Brasília - Autora do Projeto de Lei da Câmara (PLC) 3/2013, que trata do protocolo de atendimento a vítimas de violência sexual nos hospitais da rede pública, a deputada Iara Bernardi (PT-SP) defende que a presidenta Dilma Rousseff sancione integralmente o texto, aprovado no início do mês de julho no Congresso Nacional. A presidenta Dilma tem até esta quinta-feira para decidir se irá vetar trechos do projeto ou sancioná-lo integralmente. O texto diz que o atendimento deverá incluir o diagnóstico e tratamento de lesões, exames para doenças sexualmente transmissíveis e gravidez e preservação de materiais que possam ser coletados no exame médico legal.
O projeto não é consenso. Representantes de grupos religiosos, como o presidente da Comissão de Direitos Humanos da Câmara, deputado Pastor Marco Feliciano (PSC-SP), e a Conferência Nacional dos Bispos do Brasil (CNBB), entregaram documento ao governo pedindo o veto de dois dispositivos do texto, que tratam da profilaxia da gravidez e que as mulheres devem ser informadas sobre seus direitos legais.
Conforme o projeto, a vítima, ao ser atendida no hospital público, deve passar por procedimento de profilaxia da gravidez (que prevê a distribuição da pílula do dia seguinte). Outro trecho estabelece que as mulheres devem receber orientação, ainda no hospital, sobre os direitos legais em relação à violência.
Os grupos religiosos consideram positiva a ideia do projeto de proteger às vítimas de violência, mas temem que os trechos abram brecha para estimular o aborto, com o uso da contracepção de emergência. Entendem ainda que as orientações devem ser feitas em delegacias e órgãos especializados.

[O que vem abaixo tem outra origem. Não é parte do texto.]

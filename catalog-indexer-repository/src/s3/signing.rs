//! AWS Signature Version 4 request signing for S3.

use chrono::{DateTime, Utc};
use hmac::{Hmac, Mac};
use sha2::{Digest, Sha256};

type HmacSha256 = Hmac<Sha256>;

/// Payload hash used for streamed uploads whose body is not hashed up front.
pub const UNSIGNED_PAYLOAD: &str = "UNSIGNED-PAYLOAD";

/// Static credentials for signing.
#[derive(Clone)]
pub struct Credentials {
    pub access_key_id: String,
    pub secret_access_key: String,
    pub session_token: Option<String>,
}

impl std::fmt::Debug for Credentials {
    fn fmt(&self, f: &mut std::fmt::Formatter<'_>) -> std::fmt::Result {
        f.debug_struct("Credentials")
            .field("access_key_id", &self.access_key_id)
            .finish_non_exhaustive()
    }
}

/// The parts of a request that go into the signature.
pub struct SigningRequest<'a> {
    pub method: &'a str,
    pub host: &'a str,
    /// Already URI-encoded absolute path.
    pub canonical_uri: &'a str,
    pub payload_hash: &'a str,
}

/// Produce the headers (including `Authorization`) that sign `request`.
pub fn sign(
    credentials: &Credentials,
    region: &str,
    request: &SigningRequest<'_>,
    now: DateTime<Utc>,
) -> Vec<(String, String)> {
    let date_stamp = now.format("%Y%m%d").to_string();
    let amz_date = now.format("%Y%m%dT%H%M%SZ").to_string();

    let mut headers = vec![
        ("host".to_string(), request.host.to_string()),
        (
            "x-amz-content-sha256".to_string(),
            request.payload_hash.to_string(),
        ),
        ("x-amz-date".to_string(), amz_date.clone()),
    ];
    if let Some(ref token) = credentials.session_token {
        headers.push(("x-amz-security-token".to_string(), token.clone()));
    }
    headers.sort_by(|a, b| a.0.cmp(&b.0));

    let signed_headers: String = headers
        .iter()
        .map(|(k, _)| k.as_str())
        .collect::<Vec<_>>()
        .join(";");

    let canonical_headers: String = headers
        .iter()
        .map(|(k, v)| format!("{}:{}\n", k, v))
        .collect();

    let canonical_request = format!(
        "{}\n{}\n\n{}\n{}\n{}",
        request.method, request.canonical_uri, canonical_headers, signed_headers, request.payload_hash
    );

    let credential_scope = format!("{}/{}/s3/aws4_request", date_stamp, region);
    let string_to_sign = format!(
        "AWS4-HMAC-SHA256\n{}\n{}\n{}",
        amz_date,
        credential_scope,
        hex_sha256(canonical_request.as_bytes())
    );

    let signing_key = derive_signing_key(&credentials.secret_access_key, &date_stamp, region, "s3");
    let signature = hex::encode(hmac_sha256(&signing_key, string_to_sign.as_bytes()));

    let authorization = format!(
        "AWS4-HMAC-SHA256 Credential={}/{}, SignedHeaders={}, Signature={}",
        credentials.access_key_id, credential_scope, signed_headers, signature
    );

    // reqwest sets Host itself.
    headers.retain(|(k, _)| k != "host");
    headers.push(("authorization".to_string(), authorization));
    headers
}

/// Hex-encoded SHA-256 of `data`.
pub fn hex_sha256(data: &[u8]) -> String {
    let mut hasher = Sha256::new();
    hasher.update(data);
    hex::encode(hasher.finalize())
}

fn hmac_sha256(key: &[u8], data: &[u8]) -> Vec<u8> {
    let mut mac = HmacSha256::new_from_slice(key).expect("HMAC can take key of any size");
    mac.update(data);
    mac.finalize().into_bytes().to_vec()
}

/// ```text
/// kDate    = HMAC("AWS4" + secret, dateStamp)
/// kRegion  = HMAC(kDate, region)
/// kService = HMAC(kRegion, service)
/// kSigning = HMAC(kService, "aws4_request")
/// ```
fn derive_signing_key(secret_key: &str, date_stamp: &str, region: &str, service: &str) -> Vec<u8> {
    let k_date = hmac_sha256(
        format!("AWS4{}", secret_key).as_bytes(),
        date_stamp.as_bytes(),
    );
    let k_region = hmac_sha256(&k_date, region.as_bytes());
    let k_service = hmac_sha256(&k_region, service.as_bytes());
    hmac_sha256(&k_service, b"aws4_request")
}

/// URI-encode one path segment per RFC 3986.
pub fn uri_encode(s: &str) -> String {
    let mut result = String::new();
    for byte in s.bytes() {
        match byte {
            b'A'..=b'Z' | b'a'..=b'z' | b'0'..=b'9' | b'-' | b'_' | b'.' | b'~' => {
                result.push(byte as char);
            }
            _ => {
                result.push_str(&format!("%{:02X}", byte));
            }
        }
    }
    result
}

/// URI-encode an object key, keeping `/` separators.
pub fn encode_key(key: &str) -> String {
    key.split('/').map(uri_encode).collect::<Vec<_>>().join("/")
}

Pelo Código Penal, o aborto é permitido quando a gravidez é resultante de estupro e em casos de risco para a saúde da gestante. Além dessas situações, o Supremo Tribunal Federal (STF) autorizou grávidas de fetos com anencefalia a interromper a gestação, mas a decisão não configurou mudança no código.
Iara Bernardi argumenta que o projeto não trata de aborto. “Estamos falando de um atendimento que será feito em até 72 horas após a violência. Em 72 horas, não estamos falando em gravidez ainda. Estamos falando em prevenção, que no caso das mulheres adultas se faz com a pílula do dia seguinte. Que a Igreja Católica é contra o uso de pílula do dia seguinte, nós já sabemos. Mas nós estamos falando de saúde pública”, diz. De acordo com o Ministério da Saúde, a profilaxia da gravidez se refere à utilização de contraceptivo de emergência – a chamada pílula do dia seguinte – que evita a fecundação, e não interrompe uma eventual gestação.
As relatoras da matéria no Senado, Ana Rita (PT-ES) e Ângela Portela (PT-RR), também são contrárias aos vetos parciais. Elas alegam que o projeto protege todas as vítimas de violência sexual, incluindo crianças, homens, transexuais, travestis e idosos.
Como a projeto determina a preservação de provas para identificação do agressor e o envio dos casos às autoridades policiais, as senadoras avaliam que não haverá incentivo à prática do aborto. “Uma vez que as vítimas estão conscientes de que terão atendimento condigno, deixarão de ter receio de se expor [denunciar]”, diz Ângela Portela.
A senadora Vanessa Grazziotin (PCdoB-AM) se posicionou a favor do PLC 3. Procuradora da mulher no Senado, a parlamentar informou, por meio de sua assessoria, que o projeto passou por “discussões acaloradas” no Congresso entre as bancadas feminina e religiosa sobre as mulheres terem conhecimento de seus direitos e poderem fazer uso de métodos contraceptivos, como a pílula do dia seguinte. Na opinião da senadora, o texto, encaminhado para sanção presidencial, é resultado de “discussões amplas e democráticas” e, portanto, deve ser “concretizado”.
Entidades feministas defendem a sanção integral do texto, que torna lei os procedimentos que já são adotados no Sistema Único de Saúde (SUS) e que são regulados por uma norma técnica e um decreto presidencial.